■ **ASSIGNMENT**
Using the data below, gather each line that includes the word "domain".

(Source data)
▼

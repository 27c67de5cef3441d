//! Adapters - Implementations of port interfaces.
//!
//! Adapters connect the domain to external systems:
//! - `postgres` - Ledger storage (sqlx)
//! - `memory` - In-memory ledger for tests and local runs
//! - `mpesa` - Daraja STK push
//! - `stripe` - Hosted card checkout and webhook verification
//! - `ai` - Language model rewriter
//! - `auth` - Bearer token validation
//! - `http` - axum routes, handlers, and middleware

pub mod ai;
pub mod auth;
pub mod http;
pub mod memory;
pub mod mpesa;
pub mod postgres;
pub mod stripe;
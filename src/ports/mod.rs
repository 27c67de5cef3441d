//! Ports - Interfaces for external dependencies.
//!
//! Following hexagonal architecture, ports define the contracts between
//! the domain and the outside world. Adapters implement these ports.
//!
//! ## Ledger Ports
//!
//! - `EntitlementRepository` - Plan tier and credit balance per user
//! - `PaymentAttemptRepository` - Pending/settled attempts and the settlement CAS
//!
//! ## Provider Ports
//!
//! - `PushPaymentProvider` - Mobile-money STK push
//! - `CardPaymentProvider` - Hosted card checkout and webhook verification
//! - `TextRewriter` - Language model behind the humanize endpoint
//! - `SessionValidator` - Bearer token verification

mod entitlement_repository;
mod payment_attempt_repository;
mod payment_provider;
mod session_validator;
mod text_rewriter;

pub use entitlement_repository::EntitlementRepository;
pub use payment_attempt_repository::PaymentAttemptRepository;
pub use payment_provider::{
    CardPaymentProvider, CheckoutRequest, CheckoutSession, PaymentError, PaymentErrorCode,
    PushPaymentAccepted, PushPaymentProvider, PushPaymentRequest,
};
pub use session_validator::SessionValidator;
pub use text_rewriter::{RewriteError, RewriteRequest, TextRewriter};
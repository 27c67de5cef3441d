//! Configuration error types

use thiserror::Error;

/// Errors that can occur during configuration loading
#[derive(Debug, Error)]
pub enum ConfigError {
    #[error("Configuration loading failed: {0}")]
    LoadError(#[from] config::ConfigError),

    #[error("Validation failed: {0}")]
    ValidationFailed(#[from] ValidationError),
}

/// Errors that can occur during configuration validation
#[derive(Debug, Error, PartialEq, Eq)]
pub enum ValidationError {
    #[error("Required configuration missing: {0}")]
    MissingRequired(&'static str),

    #[error("Invalid port number")]
    InvalidPort,

    #[error("Invalid request timeout")]
    InvalidTimeout,

    #[error("Invalid socket address: {0}")]
    InvalidSocketAddr(String),

    #[error("Invalid database URL format")]
    InvalidDatabaseUrl,

    #[error("Pool min_connections exceeds max_connections")]
    InvalidPoolSize,

    #[error("Pool size exceeds maximum allowed (100)")]
    PoolSizeTooLarge,

    #[error("JWT secret must be at least 32 bytes")]
    JwtSecretTooShort,

    #[error("Invalid Stripe API key format")]
    InvalidStripeKey,

    #[error("Invalid Stripe webhook secret format")]
    InvalidStripeWebhookSecret,

    #[error("Invalid Stripe checkout mode: {0}")]
    InvalidCheckoutMode(String),

    #[error("M-Pesa callback URL must use HTTPS")]
    CallbackUrlMustBeHttps,

    #[error("M-Pesa callback token must be at least 16 characters")]
    CallbackTokenTooShort,

    #[error("Plan amount must be positive")]
    InvalidPlanAmount,

    #[error("Pending payment lifetime must exceed provider timeout")]
    InvalidPendingTtl,

    #[error("Language model timeout ({ai}s) must be shorter than the request timeout ({request}s)")]
    RewriteTimeoutExceedsRequestTimeout { ai: u64, request: u64 },
}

▲

■ **EXERCISE RESPONSE**
//! Adapters connect the domain to external systems:
//! the domain and the outside world. Adapters implement these ports.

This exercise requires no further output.